The Family Fang - Kevin Wilson [106]
Annie turned to her brother just as he sent a stream of vomit across the table, deep brown and dark red, the remains of a shredded animal. Mr. and Mrs. Fang gasped; Mr. Fang tried to hold a saucer under Buster’s chin but it was too late for that. Buster made a sound like the air had been kicked out of him, and the other patrons in the restaurant turned to face the Fangs. A waiter began to rush toward the table and then, hesitating, turned back to the kitchen. Buster’s hands covered his face, and he muttered, “I’m sorry, I’m sorry,” and Annie watched as her parents seemed incapable of action. They were watching the event with surprise, with interest. Annie pushed her chair over, rattling the glasses on the table, and took Buster in her arms. Somehow, Annie did not understand how, she lifted her brother without effort, and he wrapped his arms around her neck. She carried him through the restaurant, a blur of color around her, out the door, into the open air. She set him on the sidewalk, and she stroked his hair. “I’m sorry,” Buster said, and Annie kissed his forehead. “Let’s get out of here,” she said.
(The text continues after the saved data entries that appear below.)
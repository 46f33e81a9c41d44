//! Plain HTTP fetch strategy

use std::time::Duration;

use async_trait::async_trait;
use url::Url;

use crate::config::ScrapingConfig;
use crate::types::ScrapeStrategy;

use super::{FetchError, FetchedPage, PageFetcher};

/// Plain HTTP GET: follows up to 5 redirects, accepts gzip, desktop-Chrome
/// user agent. Status >= 400 is an error.
pub struct HttpStrategy {
    client: reqwest::Client,
}

impl HttpStrategy {
    pub fn new(config: &ScrapingConfig) -> Result<Self, FetchError> {
        let client = reqwest::Client::builder()
            .timeout(Duration::from_secs(config.request_timeout_secs))
            .connect_timeout(Duration::from_secs(10))
            .redirect(reqwest::redirect::Policy::limited(5))
            .user_agent(&config.user_agent)
            .gzip(true)
            .build()?;
        Ok(Self { client })
    }
}

#[async_trait]
impl PageFetcher for HttpStrategy {
    async fn fetch(&self, url: &Url) -> Result<FetchedPage, FetchError> {
        let response = self
            .client
            .get(url.as_str())
            .header(
                "Accept",
                "text/html,application/xhtml+xml,application/xml;q=0.9,*/*;q=0.8",
            )
            .send()
            .await?;

        let status = response.status();
        if status.as_u16() >= 400 {
            return Err(FetchError::Status(status.as_u16()));
        }

        let content_type = response
            .headers()
            .get("content-type")
            .and_then(|v| v.to_str().ok())
            .unwrap_or("text/html")
            .to_string();
        if !content_type.contains("text/html")
            && !content_type.contains("application/xhtml")
            && !content_type.contains("text/plain")
        {
            return Err(FetchError::InvalidContentType(content_type));
        }

        let final_url = Url::parse(response.url().as_str())
            .map_err(|e| FetchError::InvalidUrl(e.to_string()))?;
        let html = response.text().await?;

        Ok(FetchedPage {
            final_url,
            status: status.as_u16(),
            html,
        })
    }

    fn strategy(&self) -> ScrapeStrategy {
        ScrapeStrategy::Http
    }
}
The van was locked, and Annie searched the parking lot for some implement to pick the lock or to smash the window. She would leave her parents behind to do whatever it was that they had waited so long to enact. Buster, his color returning to him, rested against one of the tires, suddenly hungry again. And then, just as Annie had begun to wrap her coat around her arm in order to bust into the van, their parents appeared.
“I’m sorry,” Buster said, but Mr. and Mrs. Fang surrounded their son and embraced him. “You have nothing to be sorry about,” Mr. Fang said. “You did great.” He lifted Buster onto his shoulder and then unlocked the van, slipping his son into the backseat. “Did you get to perform your event?” Annie said. “We didn’t have an event,” Mrs. Fang said. “You did. You children did it for us.”
Annie, the van now on the interstate, heading home, felt heat radiating through her body, her hands clenching and unclenching. “That was mean,” she said to her parents. Buster rested his head in her lap and she stroked his hair, sticky with sweat, cooled by the AC. “That wasn’t nice,” Annie said.
“It’s no different than other times, Annie,” Mr. Fang said. “We always tell you that something is going to happen. Even if you don’t know exactly what it is, you are always a part of it. You see now, don’t you? You and Buster are Fangs. You are a part of us. We put you in a situation and, without even trying, you made something happen. You created something amazing.”
“It’s inside of you,” Mrs. Fang said. “It’s what we do; we distort the world; we make it vibrate, and you kids did it without any help from us. No direction. No idea of what would happen, and you created such chaos. You manufactured it from somewhere inside of you.”
“You made Buster so nervous that he made himself sick,” Annie said.
“You think we’re mean, but we’re just trying to show you how it all works,” Mr. Fang said. “Even if we die, when it’s just you and Buster, you’ll be able to do this. You are true artists. Even when you don’t want to make it, it manifests itself without your permission. It’s in your genes. You make art. You cannot help it.”
“We’re mad at you,” Annie said. “We don’t care about this.”
“You’ll be mad at us sometimes,” Mrs. Fang said to her children. “We’ll make you unhappy, but we do it for a reason. We do it because we love you.”
“We don’t believe you,” Annie said. Buster was now asleep, twitching and yelping.